Fui perseguido a menudo por tíos brutos que querían pegarme, y en otras ocasiones no tuve otra que llegar a las manos, pero no recuerdo que nunca “empezase” yo, ni que esas reyertas hicieran que cogiera miedo a ir al colegio: no eran más que “cosas que pasan”… También me persiguió con intenciones violentas algún vecino adulto al que irritaban nuestros balonazos o detonaciones, así como una mujer extrañísima a la que llamábamos “la loka” -y vaya si lo estaba: su convicción principal consistía en que existía una conspiración internacional para erosionar los “decibelios” de nuestros oídos y dejarnos sordos…- que oficiaba de bibliotecaria en el instituto. Salía en tromba de su santuario y se abalanzaba sobre nosotros, igual que los inquisidores de los curas, que te metían en clase a capones, con los nudillos previamente bendecidos, eso sí.

En los recreos, tu anhelado bollo o bocadillo corría el riesgo de ser demediado por los abusones de siempre. Te pedía un bocadito, que tú les concedías por miedo y por llevarte bien con ellos en el futuro, y el mierder le pegaba tal dentellada lobuna que el que se quedaba con el bocadito entre el pulgar y el corazón eras tú. Bueno, así al menos te hacías una idea cabal de a lo que sabía…

Jamás sentiré tanto miedo, o eso espero, como cuando el “practicante” venía a mi casa, como el jinete pálido de Clint Eastwood (“y el infierno venía tras él…”) a propinarme una inyección en el culo que dolía como un pecado. Luego lloraba un buen rato, pero con el alivio de haber sobrevivido al suplicio: Hell and back

Pasaban días completos decidiéndome a pedir a mis padres que me comprarán algo que deseaba mucho (generalmente cosas del kiosko de prensa) y cuando por fin reunía el valor lo pasaba fatal y la respuesta solía ser no, un “no” sin titubeos ni inquisiciones por el motivo de mis ganas.

Se me daba bien la EGB, me enteraba de todo y me gustaba aprender, pero cuando llegaba a casa era totalmente incapaz de hacer los malditos deberes, que no eran más que el truco del profesor para no dar clase al día siguiente. Toda la tarde con remordimientos, y a la mañana siguiente terror por si me sacaban a la pizarra a “exponer” mis resultados…

El barrio era un tanto peligroso. No sólo podías terminar a trompadas con alguien como en el instituto, también podías ser víctima de un atraco, que eran muy frecuentes. Las cuatro perras que llevabas te las podía exigir un tío ligeramente más alto y mayor que tú pero decididamente más quinqui. O te pedía la gameboy, o el balón, para jugar un momento, y entonces te arreaba una guantada atómica y se largaba corriendo con ella. Esos morlocks incursionaban en nuestra zona, cazaban y se volvían a sus guaridas. Las guaridas de los pobres yonkis que trataban de sobrevivir con la metadona eran sin embargo más localizables: se detectaban porque los toldos de los balcones estaban siempre a media asta… 

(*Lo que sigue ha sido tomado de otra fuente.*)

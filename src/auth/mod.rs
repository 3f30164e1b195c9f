// SPDX-License-Identifier: AGPL-3.0-or-later
//
// Copyright (C) 2026 Relational Network

//! # Authentication Module
//!
//! Token issuance and verification for the cluster services.
//!
//! ## Auth Flow
//!
//! 1. Client posts credentials to the issuer's `/login`
//! 2. Issuer checks the credential table and signs `{sub, exp}` with the
//!    shared secret, returning the token in the body and an HttpOnly cookie
//! 3. Client calls a resource service with `Authorization: Bearer <token>`
//!    or the `access_token` cookie
//! 4. The resource service's `Auth` extractor verifies signature, algorithm
//!    and expiry and hands the claims to the handler
//!
//! ## Security
//!
//! - The signing secret and the credential table are the trust root
//! - Only HMAC algorithms are accepted, fixed by configuration
//! - No clock skew leeway: a token is expired once `now >= exp`
//! - Tokens are never stored server-side

pub mod claims;
pub mod codec;
pub mod cookie;
pub mod credentials;
pub mod error;
pub mod extractor;

pub use claims::{AuthenticatedUser, Claims};
pub use codec::TokenCodec;
pub use cookie::{CookiePolicy, ACCESS_TOKEN_COOKIE};
pub use credentials::CredentialStore;
pub use error::AuthError;
pub use extractor::{authenticate, Auth, Verification};
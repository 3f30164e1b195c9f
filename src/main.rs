// SPDX-License-Identifier: AGPL-3.0-or-later
//
// Copyright (C) 2026 Relational Network

use std::error::Error;

use cluster_auth::{
    api::router,
    config::{Config, Environment, LogFormat},
    observability::{init_tracing, metrics::init_metrics_recorder},
    state::AppState,
};
use tokio::net::TcpListener;
use tracing::{error, info};

#[tokio::main]
async fn main() -> Result<(), Box<dyn Error>> {
    // Local runs read secrets from .env; production takes the real environment.
    if Environment::from_process_env() != Environment::Production {
        dotenvy::dotenv().ok();
    }

    init_tracing(LogFormat::from_process_env());

    let config = Config::from_env().inspect_err(|e| error!(error = %e, "Invalid configuration"))?;
    info!(?config, "Loaded configuration");

    let metrics_handle = init_metrics_recorder()?;
    let addr = config.bind_address()?;
    let role = config.role;

    let state = AppState::new(config)?;
    let app = router(state, Some(metrics_handle));

    let listener = TcpListener::bind(addr).await?;
    info!(%addr, %role, "Listening (docs at /docs)");

    axum::serve(listener, app)
        .with_graceful_shutdown(shutdown_signal())
        .await?;

    info!("Server stopped");
    Ok(())
}

async fn shutdown_signal() {
    let ctrl_c = async {
        if let Err(e) = tokio::signal::ctrl_c().await {
            error!(error = %e, "Failed to install Ctrl+C handler");
        }
    };

    #[cfg(unix)]
    let terminate = async {
        match tokio::signal::unix::signal(tokio::signal::unix::SignalKind::terminate()) {
            Ok(mut signal) => {
                signal.recv().await;
            }
            Err(e) => {
                error!(error = %e, "Failed to install SIGTERM handler");
                std::future::pending::<()>().await;
            }
        }
    };

    #[cfg(not(unix))]
    let terminate = std::future::pending::<()>();

    tokio::select! {
        _ = ctrl_c => info!("Received Ctrl+C, shutting down"),
        _ = terminate => info!("Received SIGTERM, shutting down"),
    }
}
// SPDX-License-Identifier: AGPL-3.0-or-later
//
// Copyright (C) 2026 Relational Network

//! Request pipeline middleware.
//!
//! - `http_metrics_middleware` records every response, including framework
//!   rejections (404, 405, 415, JSON errors). Applied as the outermost layer.
//! - `log_request` logs the incoming method and path.
//! - `panic_response` turns a handler panic into a JSON 500.

use std::any::Any;
use std::time::Instant;

use axum::{
    extract::Request,
    middleware::Next,
    response::{IntoResponse, Response},
};
use tracing::{error, info};

use crate::error::ApiError;
use crate::observability::metrics::record_http_request;

pub async fn http_metrics_middleware(request: Request, next: Next) -> Response {
    let start = Instant::now();
    let method = request.method().to_string();
    let path = request.uri().path().to_string();

    let response = next.run(request).await;

    record_http_request(&method, &path, response.status().as_u16(), start.elapsed());
    response
}

pub async fn log_request(request: Request, next: Next) -> Response {
    info!(method = %request.method(), path = %request.uri().path(), "Incoming request");
    next.run(request).await
}

/// Response used by `CatchPanicLayer`. The panic message is logged, never
/// returned to the client.
pub fn panic_response(err: Box<dyn Any + Send + 'static>) -> Response {
    let detail = if let Some(s) = err.downcast_ref::<String>() {
        s.clone()
    } else if let Some(s) = err.downcast_ref::<&str>() {
        s.to_string()
    } else {
        "unknown panic payload".to_string()
    };
    error!(panic = %detail, "Handler panicked");
    ApiError::internal("Internal Server Error").into_response()
}
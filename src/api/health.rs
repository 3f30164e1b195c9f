// SPDX-License-Identifier: AGPL-3.0-or-later
//
// Copyright (C) 2026 Relational Network

use axum::Json;

use crate::models::HealthResponse;

/// Liveness probe.
///
/// Always returns 200 while the process is serving requests.
#[utoipa::path(
    get,
    path = "/healthz",
    tag = "Health",
    responses((status = 200, description = "Service is alive", body = HealthResponse))
)]
pub async fn healthz() -> Json<HealthResponse> {
    Json(HealthResponse {
        status: "ok".to_string(),
    })
}

#[cfg(test)]
mod tests {
    use super::*;

    #[tokio::test]
    async fn healthz_reports_ok() {
        let Json(body) = healthz().await;
        assert_eq!(body.status, "ok");
    }
}
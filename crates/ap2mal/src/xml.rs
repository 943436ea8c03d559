//! MyAnimeList import document serialization.
//!
//! The importer expects a `myanimelist` root holding one `myinfo` block
//! followed by one `anime` element per record, with every value serialized
//! as element text. Output is written as a single line; the importer does
//! not care about whitespace.

use anyhow::{Context, Result};
use quick_xml::events::{BytesDecl, BytesEnd, BytesStart, BytesText, Event};
use quick_xml::writer::Writer;
use shared::models::AnimeRecord;
use std::io::Write;

/// Export type expected by the importer for anime lists
const USER_EXPORT_TYPE: &str = "1";

/// Render a complete import document for the given records
pub fn render_document(user_name: &str, records: &[AnimeRecord]) -> Result<String> {
    let mut writer = Writer::new(Vec::new());

    writer
        .write_event(Event::Decl(BytesDecl::new("1.0", Some("utf-8"), None)))
        .context("Failed to write XML declaration")?;

    writer
        .write_event(Event::Start(BytesStart::new("myanimelist")))
        .context("Failed to open root element")?;

    write_myinfo(&mut writer, user_name)?;

    for record in records {
        write_record(&mut writer, record)?;
    }

    writer
        .write_event(Event::End(BytesEnd::new("myanimelist")))
        .context("Failed to close root element")?;

    let bytes = writer.into_inner();
    String::from_utf8(bytes).context("Rendered XML is not valid UTF-8")
}

/// Write the `myinfo` header block
fn write_myinfo<W: Write>(writer: &mut Writer<W>, user_name: &str) -> Result<()> {
    writer
        .write_event(Event::Start(BytesStart::new("myinfo")))
        .context("Failed to open myinfo element")?;

    write_text_element(writer, "user_name", user_name)?;
    write_text_element(writer, "user_export_type", USER_EXPORT_TYPE)?;

    writer
        .write_event(Event::End(BytesEnd::new("myinfo")))
        .context("Failed to close myinfo element")?;

    Ok(())
}

/// Write one `anime` element with the ten export fields in schema order
fn write_record<W: Write>(writer: &mut Writer<W>, record: &AnimeRecord) -> Result<()> {
    writer
        .write_event(Event::Start(BytesStart::new("anime")))
        .context("Failed to open anime element")?;

    write_text_element(
        writer,
        "series_animedb_id",
        &record.series_animedb_id.to_string(),
    )?;
    write_text_element(writer, "my_id", &record.my_id.to_string())?;
    write_text_element(
        writer,
        "my_watched_episodes",
        &record.my_watched_episodes.to_string(),
    )?;
    write_text_element(writer, "my_start_date", &record.my_start_date)?;
    write_text_element(writer, "my_finish_date", &record.my_finish_date)?;
    write_text_element(writer, "my_score", &record.my_score.to_string())?;
    write_text_element(writer, "my_status", &record.my_status.code().to_string())?;
    write_text_element(
        writer,
        "my_times_watched",
        &record.my_times_watched.to_string(),
    )?;
    write_text_element(
        writer,
        "my_rewatch_value",
        &record.my_rewatch_value.to_string(),
    )?;
    write_text_element(
        writer,
        "update_on_import",
        &record.update_on_import.to_string(),
    )?;

    writer
        .write_event(Event::End(BytesEnd::new("anime")))
        .context("Failed to close anime element")?;

    Ok(())
}

/// Write a `<tag>text</tag>` element, escaping the text content
fn write_text_element<W: Write>(writer: &mut Writer<W>, tag: &str, text: &str) -> Result<()> {
    writer
        .write_event(Event::Start(BytesStart::new(tag)))
        .with_context(|| format!("Failed to open {} element", tag))?;
    writer
        .write_event(Event::Text(BytesText::new(text)))
        .with_context(|| format!("Failed to write {} text", tag))?;
    writer
        .write_event(Event::End(BytesEnd::new(tag)))
        .with_context(|| format!("Failed to close {} element", tag))?;
    Ok(())
}

#[cfg(test)]
mod tests {
    use super::*;
    use shared::models::WatchStatus;

    #[test]
    fn test_empty_document() {
        let xml = render_document("tester", &[]).unwrap();
        assert_eq!(
            xml,
            "<?xml version=\"1.0\" encoding=\"utf-8\"?>\
             <myanimelist><myinfo><user_name>tester</user_name>\
             <user_export_type>1</user_export_type></myinfo></myanimelist>"
        );
    }

    #[test]
    fn test_single_record_document() {
        let record = AnimeRecord::new(20, 220, 8, WatchStatus::Watching);
        let xml = render_document("tester", &[record]).unwrap();
        assert_eq!(
            xml,
            "<?xml version=\"1.0\" encoding=\"utf-8\"?>\
             <myanimelist><myinfo><user_name>tester</user_name>\
             <user_export_type>1</user_export_type></myinfo>\
             <anime><series_animedb_id>20</series_animedb_id><my_id>0</my_id>\
             <my_watched_episodes>220</my_watched_episodes>\
             <my_start_date>0000-00-00</my_start_date>\
             <my_finish_date>0000-00-00</my_finish_date>\
             <my_score>8</my_score><my_status>1</my_status>\
             <my_times_watched>0</my_times_watched>\
             <my_rewatch_value>0</my_rewatch_value>\
             <update_on_import>1</update_on_import></anime></myanimelist>"
        );
    }

    #[test]
    fn test_text_content_is_escaped() {
        let xml = render_document("R&D <test>", &[]).unwrap();
        assert!(xml.contains("<user_name>R&amp;D &lt;test&gt;</user_name>"));
    }
}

No soy nostálgico, no me ocurre, ni mucho menos, como a Joaquín Sabina, eso que cantaba de que “cuando era más joven, la vida era dura, distinta y feliz”. Al contrario: prefiero con mucho mi vida y edad actual. Tampoco creo que las nuevas generaciones lo sean “de cristal”, y si lo son es porque psicólogos y pedagogos han hecho su negocio de cristalizarlos adecuadamente. Lo que me intriga muchísimo, eso sí, es cómo mis tres hijos, ya adolescentes “curtidos”, por así decirlo, no han pasado por nada de esto, ¡por nada! -excepto por lo del amor, que lo ignoro.